The point is that the issue of climate change and how Vermont responds will be a recurring topic from now until next November’s election. Mr. Scott has his response in play.

The governor was also aggressive in pushing for additional state investments in workforce development, adult education, our downtowns, childcare, tourism, roads and bridges, suicide prevention, addiction, mental health improvements, newborns, TIF expansions, renter rebate programs, water quality, and military veterans.

His overarching theme was two-fold; first, is his continuing lament regarding the state’s population loss and its inability to keep our youth; second, is the regional inequities that are becoming more pronounced, and more difficult to address, in part because of our demographics, and in part, because of the changing nature of work and markets. It’s a challenge common to rural America, including our New England brethren.

All Vermonters should welcome an election year that puts those challenges and the candidates’ proposals to deal with them, before us.

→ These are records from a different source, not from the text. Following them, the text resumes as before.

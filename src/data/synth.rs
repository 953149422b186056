//! Synthetic labeled transactions for trying the pipeline

use chrono::{Duration, NaiveDate, NaiveDateTime};
use rand::rngs::StdRng;
use rand::{Rng, SeedableRng};

use crate::{FraudError, Result, TransactionRecord};

/// Days covered by generated timestamps
const SPAN_DAYS: i64 = 90;

/// Fraud rows fall in [0, NIGHT_END_HOUR)
pub const NIGHT_END_HOUR: i64 = 5;

/// Generate `rows` labeled transactions, each fraud with probability `fraud_rate`.
///
/// Fraud rows are large transfers from fresh accounts placed between
/// midnight and 05:00; legitimate rows are spread over the whole day.
pub fn synthetic_transactions(rows: usize, fraud_rate: f64, seed: u64) -> Result<Vec<TransactionRecord>> {
    if !(0.0..=1.0).contains(&fraud_rate) {
        return Err(FraudError::Config(format!(
            "fraud rate must be in [0, 1], got {}",
            fraud_rate
        )));
    }

    let start = NaiveDate::from_ymd_opt(2024, 1, 1)
        .and_then(|d| d.and_hms_opt(0, 0, 0))
        .ok_or_else(|| FraudError::Config("invalid synthetic start date".to_string()))?;
    let mut rng = StdRng::seed_from_u64(seed);

    let records = (0..rows)
        .map(|i| {
            let fraud = rng.gen_bool(fraud_rate);
            let hour = if fraud {
                rng.gen_range(0..NIGHT_END_HOUR)
            } else {
                rng.gen_range(0..24)
            };
            let timestamp = timestamp_at(&mut rng, start, hour);

            if fraud {
                TransactionRecord {
                    transaction_id: Some(format!("TX{:06}", i)),
                    amount: rng.gen_range(20_000.0..200_000.0_f64).round(),
                    timestamp,
                    sender_account_age: rng.gen_range(0.0..7.0_f64).round(),
                    recipient_account_age: rng.gen_range(0.0..30.0_f64).round(),
                    sender_transaction_count: rng.gen_range(0.0..5.0_f64).round(),
                    recipient_transaction_count: rng.gen_range(0.0..10.0_f64).round(),
                    is_fraud: Some(1.0),
                }
            } else {
                TransactionRecord {
                    transaction_id: Some(format!("TX{:06}", i)),
                    amount: rng.gen_range(10.0..15_000.0_f64).round(),
                    timestamp,
                    sender_account_age: rng.gen_range(30.0..2_000.0_f64).round(),
                    recipient_account_age: rng.gen_range(30.0..2_000.0_f64).round(),
                    sender_transaction_count: rng.gen_range(5.0..500.0_f64).round(),
                    recipient_transaction_count: rng.gen_range(5.0..500.0_f64).round(),
                    is_fraud: Some(0.0),
                }
            }
        })
        .collect();

    Ok(records)
}

fn timestamp_at(rng: &mut StdRng, start: NaiveDateTime, hour: i64) -> String {
    let at = start
        + Duration::days(rng.gen_range(0..SPAN_DAYS))
        + Duration::hours(hour)
        + Duration::minutes(rng.gen_range(0..60))
        + Duration::seconds(rng.gen_range(0..60));
    at.format("%Y-%m-%d %H:%M:%S").to_string()
}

Budget addresses also have their in-between-the-lines messages, which was also the case with Mr. Scott’s address. That message was directed at OneCare, the accountable care organization whose task it is to switch from our traditional fee-for-service health care to one based on health care outcomes with the system funded on a per capita basis. As the governor said, “The challenge is changing the way we pay for something that is 20 percent of our state’s economy without making it harder to access care, adding new costs, or reducing quality.”

Mr. Scott noted the skepticism the ACO has generated, and confessed to having a measure of skepticism himself…”we’ve seen firsthand that there’s no quick fix or political promise to make healthcare more affordable.” He also made the point that OneCare [the ACO] “hasn’t done a great job explaining how they’re improving people’s health and reducing costs.”

The governor pushed for the approval of $5.7 million appropriation for the ACO. But the message for OneCare — and for the Green Mountain Care Board — is crystal clear: Political support for the organization is wafer thin, the ACO has to get its message out and it has to be convincing. This is particularly sensitive since there is a political nexus in the Legislature that continues to push for the single payer approach in Vermont, a group that includes Lt. Gov. David Zuckerman, who has announced his intention to run against Mr. Scott. There are few issues easier to demagogue than health care and no issue affects more of us. Mr. Scott has declared his qualified support for the all payer model run by OneCare. How strong that support remains will depend, in large part, on OneCare and how it well it tells its story and how well it defends itself.

On a local note, it was encouraging to see the governor embrace downtown development and the role of TIFs, with St. Albans being one of the best examples of its power. It’s a story that should be told statewide and it’s a process that should be embraced from one end of the state to the other. It was also highly encouraging to hear Mr. Scott pledge $2.8 million for the Lamoille Valley Rail Trail, money that will leverage another $11.3 million in federal funds to complete the 93-mile trail from Swanton to St. Johnsbury. That would be fabulous and a huge asset to this part of Vermont.